Lymphoma mimic often misdiagnosed as cancer
September 26, 2013 | by Darrin Joy
Nearly 70,000 new cases of non-Hodgkin lymphoma are diagnosed each year. But new research suggests another disease may be wrongfully included among those cases.
In a study recently published in Blood, an international team of pathologists uncovered what they believe to be a unique disease that mimics a type of aggressive lymphoma found in the gut. The researchers dubbed the syndrome “indolent T-cell lymphoproliferative disease of the gastrointestinal tract,” or indolent T-LPD.
The disease does not appear to be deadly, nor does it respond to treatments designed for lymphoma.
“It’s probably a non-neoplastic reactive condition but it would be easily mistaken for lymphoma,” said Dennis Weisenburger, M.D., chair and professor of the Department of Pathology at City of Hope and a co-author on the study.
Indolent T-LPD has symptoms very similar to primary T-cell lymphoma of the gastrointestinal tract and enteropathy-associated T-cell lymphoma. These cancers arise when immune system T cells turn malignant and infiltrate the intestine, colon, stomach or esophagus.
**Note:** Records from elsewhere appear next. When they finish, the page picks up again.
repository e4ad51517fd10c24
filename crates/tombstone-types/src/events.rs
use serde::{Deserialize, Serialize};

use crate::api::OpenDialogRequest;
use crate::models::{Post, Reaction};

/// Events the host pushes to connected clients.
#[derive(Debug, Clone, PartialEq, Serialize, Deserialize)]
#[serde(tag = "type", content = "data")]
pub enum HostEvent {
    /// A post was created
    PostCreated { post: Post },

    /// A post was replaced by a new revision
    PostEdited { post: Post },

    /// A reaction was added to a post
    ReactionAdded { reaction: Reaction },

    /// A reaction was removed from a post
    ReactionRemoved { reaction: Reaction },

    /// A dialog should be shown to one user
    DialogOpened {
        user_id: String,
        request: OpenDialogRequest,
    },
}

impl HostEvent {
    /// Returns the user this event is addressed to. Events that return
    /// `None` are global and should be delivered to all clients.
    pub fn target_user(&self) -> Option<&str> {
        match self {
            Self::DialogOpened { user_id, .. } => Some(user_id),
            // Post and reaction events are global
            _ => None,
        }
    }
}
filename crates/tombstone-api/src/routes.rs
use axum::{
    Extension, Router,
    extract::{State, WebSocketUpgrade},
    middleware,
    response::IntoResponse,
    routing::{delete, get, post},
};

use tombstone_gateway::connection;

use crate::commands::REDACT_ROUTE;
use crate::middleware::{Actor, require_actor};
use crate::state::AppState;
use crate::{posts, reactions, redact, users};

/// Every route of the service. Only registration skips the actor gate.
pub fn router(state: AppState) -> Router {
    let public_routes = Router::new()
        .route("/api/v4/users", post(users::register))
        .with_state(state.clone());

    let protected_routes = Router::new()
        .route("/api/v4/posts", post(posts::create_post))
        .route("/api/v4/posts/{post_id}", get(posts::get_post).put(posts::edit_post))
        .route("/api/v4/posts/{post_id}/reactions", post(reactions::add_reaction))
        .route(
            "/api/v4/posts/{post_id}/reactions/{emoji_name}",
            delete(reactions::remove_reaction),
        )
        .route("/api/v1/commands", post(redact::execute_command))
        .route(REDACT_ROUTE, post(redact::redact_root_post))
        .route("/gateway", get(ws_upgrade))
        .layer(middleware::from_fn(require_actor))
        .with_state(state);

    Router::new().merge(public_routes).merge(protected_routes)
}

async fn ws_upgrade(
    State(state): State<AppState>,
    Extension(Actor(user_id)): Extension<Actor>,
    ws: WebSocketUpgrade,
) -> impl IntoResponse {
    let dispatcher = state.dispatcher().clone();
    ws.on_upgrade(move |socket| connection::handle_connection(socket, dispatcher, user_id))
}
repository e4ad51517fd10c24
use axum::{
    extract::Request,
    http::StatusCode,
    middleware::Next,
    response::{IntoResponse, Response},
};

/// Header the authentication boundary in front of this service sets to the
/// verified user id.
pub const ACTOR_HEADER: &str = "X-User-ID";

/// Authenticated user id of the current request.
#[derive(Debug, Clone)]
pub struct Actor(pub String);

/// Reject requests that did not pass the authentication boundary.
pub async fn require_actor(mut req: Request, next: Next) -> Response {
    let actor = req
        .headers()
        .get(ACTOR_HEADER)
        .and_then(|v| v.to_str().ok())
        .filter(|v| !v.is_empty())
        .map(str::to_string);

    match actor {
        Some(user_id) => {
            req.extensions_mut().insert(Actor(user_id));
            next.run(req).await
        }
        None => (StatusCode::UNAUTHORIZED, "Not authorized").into_response(),
    }
}
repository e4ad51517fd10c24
//! Attachment reassignment ledger.
//!
//! Records which files were pulled off a live post and which archived post
//! revision they now belong to. Both operations are upserts, so repeating
//! them with the same arguments leaves the ledger unchanged.

use anyhow::{Result, bail};
use rusqlite::{OptionalExtension, params};

use crate::Database;
use crate::models::LedgerRow;

impl Database {
    /// Clear a file's live channel association and note when it happened.
    /// The first detachment time is kept on repeat calls.
    pub fn detach_file(&self, file_id: &str, now: i64) -> Result<()> {
        self.with_conn_mut(|conn| {
            let tx = conn.transaction()?;

            let changed = tx.execute("UPDATE file_infos SET channel_id = '' WHERE id = ?1", [file_id])?;
            if changed == 0 {
                bail!("Unknown attachment: {}", file_id);
            }

            tx.execute(
                "INSERT INTO attachment_ledger (file_id, detached_at) VALUES (?1, ?2)
                 ON CONFLICT(file_id) DO UPDATE
                 SET detached_at = COALESCE(attachment_ledger.detached_at, excluded.detached_at)",
                params![file_id, now],
            )?;

            tx.commit()?;
            Ok(())
        })
    }

    /// Point every file at `post_id` and record it as their audit post.
    /// All or nothing: an unknown file rolls the whole batch back.
    pub fn attach_files_to_post(&self, post_id: &str, file_ids: &[String]) -> Result<()> {
        self.with_conn_mut(|conn| {
            let tx = conn.transaction()?;

            for file_id in file_ids {
                let changed = tx.execute(
                    "UPDATE file_infos SET post_id = ?1 WHERE id = ?2",
                    [post_id, file_id.as_str()],
                )?;
                if changed == 0 {
                    bail!("Unknown attachment: {}", file_id);
                }

                tx.execute(
                    "INSERT INTO attachment_ledger (file_id, audit_post_id) VALUES (?1, ?2)
                     ON CONFLICT(file_id) DO UPDATE SET audit_post_id = excluded.audit_post_id",
                    [file_id.as_str(), post_id],
                )?;
            }

            tx.commit()?;
            Ok(())
        })
    }

    pub fn get_ledger_entry(&self, file_id: &str) -> Result<Option<LedgerRow>> {
        self.with_conn(|conn| {
            let row = conn
                .query_row(
                    "SELECT file_id, audit_post_id, detached_at FROM attachment_ledger WHERE file_id = ?1",
                    [file_id],
                    |row| {
                        Ok(LedgerRow {
                            file_id: row.get(0)?,
                            audit_post_id: row.get(1)?,
                            detached_at: row.get(2)?,
                        })
                    },
                )
                .optional()?;
            Ok(row)
        })
    }
}
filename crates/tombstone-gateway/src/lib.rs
pub mod connection;
pub mod dispatcher;
/// Database row types. Posts keep their file list and properties as JSON
/// text; conversion into the domain [`Post`] happens here so the typed
/// redaction state never leaks into the property map.
use anyhow::Result;
use serde_json::{Map, Value};

use tombstone_types::models::{Post, RedactionState};

pub struct PostRow {
    pub id: String,
    pub channel_id: String,
    pub user_id: String,
    pub root_id: String,
    pub original_id: String,
    pub message: String,
    pub message_source: String,
    pub file_ids: String,
    pub props: String,
    pub create_at: i64,
    pub update_at: i64,
    pub edit_at: i64,
    pub delete_at: i64,
    pub reply_count: i64,
}

impl PostRow {
    pub fn into_post(self) -> Result<Post> {
        let file_ids: Vec<String> = serde_json::from_str(&self.file_ids)?;
        let mut props: Map<String, Value> = serde_json::from_str(&self.props)?;
        let redaction = RedactionState::take_from_props(&mut props);

        Ok(Post {
            id: self.id,
            channel_id: self.channel_id,
            user_id: self.user_id,
            root_id: self.root_id,
            original_id: self.original_id,
            reply_count: self.reply_count,
            message: self.message,
            message_source: self.message_source,
            file_ids,
            props,
            redaction,
            create_at: self.create_at,
            update_at: self.update_at,
            edit_at: self.edit_at,
            delete_at: self.delete_at,
        })
    }
}

/// Encode the JSON columns of a post: (file_ids, props).
pub fn encode_post_columns(post: &Post) -> Result<(String, String)> {
    let file_ids = serde_json::to_string(&post.file_ids)?;
    let props = serde_json::to_string(&post.redaction.encode_into(&post.props))?;
    Ok((file_ids, props))
}

pub struct ChannelMemberRow {
    pub channel_id: String,
    pub user_id: String,
    pub is_admin: bool,
}

pub struct LedgerRow {
    pub file_id: String,
    pub audit_post_id: Option<String>,
    pub detached_at: Option<i64>,
}
use std::net::SocketAddr;

use tower_http::cors::CorsLayer;
use tower_http::trace::TraceLayer;
use tracing::info;

use tombstone_api::config::Config;
use tombstone_api::routes;
use tombstone_api::state::AppStateInner;
use tombstone_gateway::dispatcher::Dispatcher;

#[tokio::main]
async fn main() -> anyhow::Result<()> {
    // Load .env if present
    let _ = dotenvy::dotenv();

    tracing_subscriber::fmt()
        .with_env_filter(
            tracing_subscriber::EnvFilter::try_from_default_env()
                .unwrap_or_else(|_| "tombstone=debug,tower_http=debug".into()),
        )
        .init();

    let config = Config::from_env()?;

    let db = tombstone_db::Database::open(&config.db_path)?;
    let state = AppStateInner::new(db, Dispatcher::new(), &config);

    let app = routes::router(state)
        .layer(CorsLayer::permissive())
        .layer(TraceLayer::new_for_http());

    let addr: SocketAddr = format!("{}:{}", config.host, config.port).parse()?;
    info!("Tombstone server listening on {}", addr);
    if let Some(limit) = config.post_edit_time_limit {
        info!("Post edit time limit: {}s", limit.as_secs());
    }

    let listener = tokio::net::TcpListener::bind(addr).await?;
    axum::serve(listener, app)
        .with_graceful_shutdown(shutdown_signal())
        .await?;

    Ok(())
}

async fn shutdown_signal() {
    let ctrl_c = tokio::signal::ctrl_c();
    #[cfg(unix)]
    {
        let mut sigterm = tokio::signal::unix::signal(tokio::signal::unix::SignalKind::terminate())
            .expect("failed to install SIGTERM handler");
        tokio::select! {
            _ = ctrl_c => info!("Received Ctrl+C, shutting down..."),
            _ = sigterm.recv() => info!("Received SIGTERM, shutting down..."),
        }
    }
    #[cfg(not(unix))]
    {
        ctrl_c.await.ok();
        info!("Received Ctrl+C, shutting down...");
    }
}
These lymphoma types are difficult to treat and have poor outcomes, with less than one in five patients surviving five years.
Weisenburger, who collaborated on the study with colleagues from 12 institutions in five countries, said indolent T-LPD also might appear as inflammatory bowel disease.
“Some clinicians might mistakenly treat [indolent T-LPD] as they would Crohn’s disease or ulcerative colitis,” he said. “But this is a new entity that hasn’t previously been described. Ours is the first paper to really look at it and provide a better diagnosis.”
The researchers were tipped off to the possibility of a novel disease when they saw a case that ran on for an unusually long period but never responded to chemotherapy. So they searched for, found and studied 10 similar cases of unusual lymphoma-like gastrointestinal disease, gathering information from cases diagnosed in the U.S., Canada, the United Kingdom, France and Norway.
Weisenburger said he hopes the findings will alert pathologists to look for this rare condition when diagnosing lymphomas involving the gastrointestinal tract, so patients can get the right treatment for their symptoms and avoid the harsh anticancer treatments that won’t help anyway.